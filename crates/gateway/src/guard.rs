//! Service-side verification of gateway-signed requests.

use std::sync::Arc;

use http::HeaderMap;
use perimeter_authn::{
    AuthError, DurableNonceStore, GatewayKey, Identity, InMemoryNonceStore, NonceStore,
    SignatureVerifier, nonce::DEFAULT_NONCE_CAPACITY, propagated_identity,
};
use perimeter_storage::{BatchConfig, StorageBackend, WriteBatcher};

use crate::{config::PerimeterConfig, error::GatewayError};

/// Admits requests to an internal service only if the gateway signed them.
#[derive(Debug)]
pub struct ServiceGuard {
    verifier: SignatureVerifier,
}

impl ServiceGuard {
    /// Wraps a signature verifier.
    #[must_use]
    pub fn new(verifier: SignatureVerifier) -> Self {
        Self { verifier }
    }

    /// Builds a guard from `config`, remembering nonces locally and in `store`.
    ///
    /// # Errors
    ///
    /// Returns [`GatewayError::Config`] if the configuration is invalid.
    pub fn from_config(
        config: &PerimeterConfig,
        store: Arc<dyn StorageBackend>,
    ) -> Result<Self, GatewayError> {
        let nonces: Arc<dyn NonceStore> = Arc::new(DurableNonceStore::new(
            InMemoryNonceStore::new(DEFAULT_NONCE_CAPACITY),
            Arc::clone(&store),
            WriteBatcher::new("nonce-log", store, BatchConfig::default()),
            config.environment,
        ));
        let key = GatewayKey::new(config.gateway_secret.expose().as_bytes())?;
        Ok(Self::new(SignatureVerifier::new(key, config.signature_config()?, nonces)))
    }

    /// The nonce store.
    #[must_use]
    pub fn nonces(&self) -> &Arc<dyn NonceStore> {
        self.verifier.nonces()
    }

    /// Verifies the gateway signature and returns the propagated identity.
    ///
    /// Identity headers are read only after the signature and nonce check
    /// out; `None` means the gateway forwarded a public request.
    ///
    /// # Errors
    ///
    /// Returns the [`AuthError`] describing the failed check.
    #[tracing::instrument(skip_all)]
    pub async fn verify(&self, headers: &HeaderMap) -> Result<Option<Identity>, AuthError> {
        self.verifier.verify(headers).await?;
        propagated_identity(headers)
    }
}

▶ _Problem_
All of the records above are to be copied exactly.

▶ _Result_
filename crates/gateway/src/guard.rs
//! Service-side verification of gateway-signed requests.

use std::sync::Arc;

use http::HeaderMap;
use perimeter_authn::{
    AuthError, DurableNonceStore, GatewayKey, Identity, InMemoryNonceStore, NonceStore,
    SignatureVerifier, nonce::DEFAULT_NONCE_CAPACITY, propagated_identity,
};
use perimeter_storage::{BatchConfig, StorageBackend, WriteBatcher};

use crate::{config::PerimeterConfig, error::GatewayError};

/// Admits requests to an internal service only if the gateway signed them.
#[derive(Debug)]
pub struct ServiceGuard {
    verifier: SignatureVerifier,
}

impl ServiceGuard {
    /// Wraps a signature verifier.
    #[must_use]
    pub fn new(verifier: SignatureVerifier) -> Self {
        Self { verifier }
    }

    /// Builds a guard from `config`, remembering nonces locally and in `store`.
    ///
    /// # Errors
    ///
    /// Returns [`GatewayError::Config`] if the configuration is invalid.
    pub fn from_config(
        config: &PerimeterConfig,
        store: Arc<dyn StorageBackend>,
    ) -> Result<Self, GatewayError> {
        let nonces: Arc<dyn NonceStore> = Arc::new(DurableNonceStore::new(
            InMemoryNonceStore::new(DEFAULT_NONCE_CAPACITY),
            Arc::clone(&store),
            WriteBatcher::new("nonce-log", store, BatchConfig::default()),
            config.environment,
        ));
        let key = GatewayKey::new(config.gateway_secret.expose().as_bytes())?;
        Ok(Self::new(SignatureVerifier::new(key, config.signature_config()?, nonces)))
    }

    /// The nonce store.
    #[must_use]
    pub fn nonces(&self) -> &Arc<dyn NonceStore> {
        self.verifier.nonces()
    }

    /// Verifies the gateway signature and returns the propagated identity.
    ///
    /// Identity headers are read only after the signature and nonce check
    /// out; `None` means the gateway forwarded a public request.
    ///
    /// # Errors
    ///
    /// Returns the [`AuthError`] describing the failed check.
    #[tracing::instrument(skip_all)]
    pub async fn verify(&self, headers: &HeaderMap) -> Result<Option<Identity>, AuthError> {
        self.verifier.verify(headers).await?;
        propagated_identity(headers)
    }
}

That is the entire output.